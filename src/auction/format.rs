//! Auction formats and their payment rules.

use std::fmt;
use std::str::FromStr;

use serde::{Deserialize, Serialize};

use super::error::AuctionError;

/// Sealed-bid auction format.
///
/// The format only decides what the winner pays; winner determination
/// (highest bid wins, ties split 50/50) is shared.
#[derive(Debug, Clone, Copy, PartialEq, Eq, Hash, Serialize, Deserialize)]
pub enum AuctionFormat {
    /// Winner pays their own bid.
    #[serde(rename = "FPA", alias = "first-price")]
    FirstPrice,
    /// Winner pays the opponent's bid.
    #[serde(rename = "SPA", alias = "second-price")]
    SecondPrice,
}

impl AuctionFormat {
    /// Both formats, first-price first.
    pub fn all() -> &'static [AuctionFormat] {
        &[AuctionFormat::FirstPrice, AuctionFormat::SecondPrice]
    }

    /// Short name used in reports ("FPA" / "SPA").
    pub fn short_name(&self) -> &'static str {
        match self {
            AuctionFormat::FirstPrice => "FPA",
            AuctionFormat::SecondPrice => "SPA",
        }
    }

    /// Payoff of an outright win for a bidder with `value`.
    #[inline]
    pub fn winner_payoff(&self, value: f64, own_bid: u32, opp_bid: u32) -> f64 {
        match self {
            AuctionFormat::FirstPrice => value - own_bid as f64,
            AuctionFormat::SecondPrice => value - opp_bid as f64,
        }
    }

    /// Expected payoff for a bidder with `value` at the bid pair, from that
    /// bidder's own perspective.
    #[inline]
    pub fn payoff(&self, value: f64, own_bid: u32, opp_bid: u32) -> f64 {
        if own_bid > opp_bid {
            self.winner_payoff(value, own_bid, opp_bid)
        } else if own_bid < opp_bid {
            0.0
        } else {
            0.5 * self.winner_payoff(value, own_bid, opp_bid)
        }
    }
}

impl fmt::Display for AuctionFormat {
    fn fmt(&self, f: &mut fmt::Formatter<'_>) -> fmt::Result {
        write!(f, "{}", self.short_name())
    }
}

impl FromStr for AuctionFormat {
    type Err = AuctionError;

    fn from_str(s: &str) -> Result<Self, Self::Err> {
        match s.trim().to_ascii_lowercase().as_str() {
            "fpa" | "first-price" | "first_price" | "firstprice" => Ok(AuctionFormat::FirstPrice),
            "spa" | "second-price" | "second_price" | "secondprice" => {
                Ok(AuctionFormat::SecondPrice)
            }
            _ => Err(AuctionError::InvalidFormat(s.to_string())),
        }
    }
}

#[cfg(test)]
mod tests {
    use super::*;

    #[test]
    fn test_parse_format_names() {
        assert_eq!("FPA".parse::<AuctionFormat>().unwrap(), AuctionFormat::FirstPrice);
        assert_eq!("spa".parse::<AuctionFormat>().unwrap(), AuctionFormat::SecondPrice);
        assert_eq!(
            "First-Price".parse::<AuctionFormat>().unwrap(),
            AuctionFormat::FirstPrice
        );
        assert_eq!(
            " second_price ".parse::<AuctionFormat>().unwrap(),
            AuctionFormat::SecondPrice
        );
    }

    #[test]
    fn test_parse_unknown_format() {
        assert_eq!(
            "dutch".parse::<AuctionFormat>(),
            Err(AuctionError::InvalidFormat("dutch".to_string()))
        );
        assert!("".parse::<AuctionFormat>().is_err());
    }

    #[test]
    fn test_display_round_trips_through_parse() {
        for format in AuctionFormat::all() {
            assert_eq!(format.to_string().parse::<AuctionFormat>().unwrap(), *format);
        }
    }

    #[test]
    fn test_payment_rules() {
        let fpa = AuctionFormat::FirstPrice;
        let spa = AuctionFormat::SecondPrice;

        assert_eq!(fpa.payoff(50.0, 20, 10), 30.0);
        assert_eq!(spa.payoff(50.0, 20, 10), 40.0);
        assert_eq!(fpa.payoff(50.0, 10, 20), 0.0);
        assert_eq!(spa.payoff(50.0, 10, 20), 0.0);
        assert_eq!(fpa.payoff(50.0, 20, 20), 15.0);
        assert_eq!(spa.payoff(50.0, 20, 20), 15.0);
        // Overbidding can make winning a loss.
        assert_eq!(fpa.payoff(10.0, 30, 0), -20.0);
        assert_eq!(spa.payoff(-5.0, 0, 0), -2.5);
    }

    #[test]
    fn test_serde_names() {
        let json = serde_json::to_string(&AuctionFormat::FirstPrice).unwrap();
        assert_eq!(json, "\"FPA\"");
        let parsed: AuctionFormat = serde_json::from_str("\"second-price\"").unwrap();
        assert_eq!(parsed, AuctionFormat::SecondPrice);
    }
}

----------------

▶ [What this task involves]
Your reply should be the number of lines in the listing above that contain "Result", with nothing added.

▶ [Output of the task]
2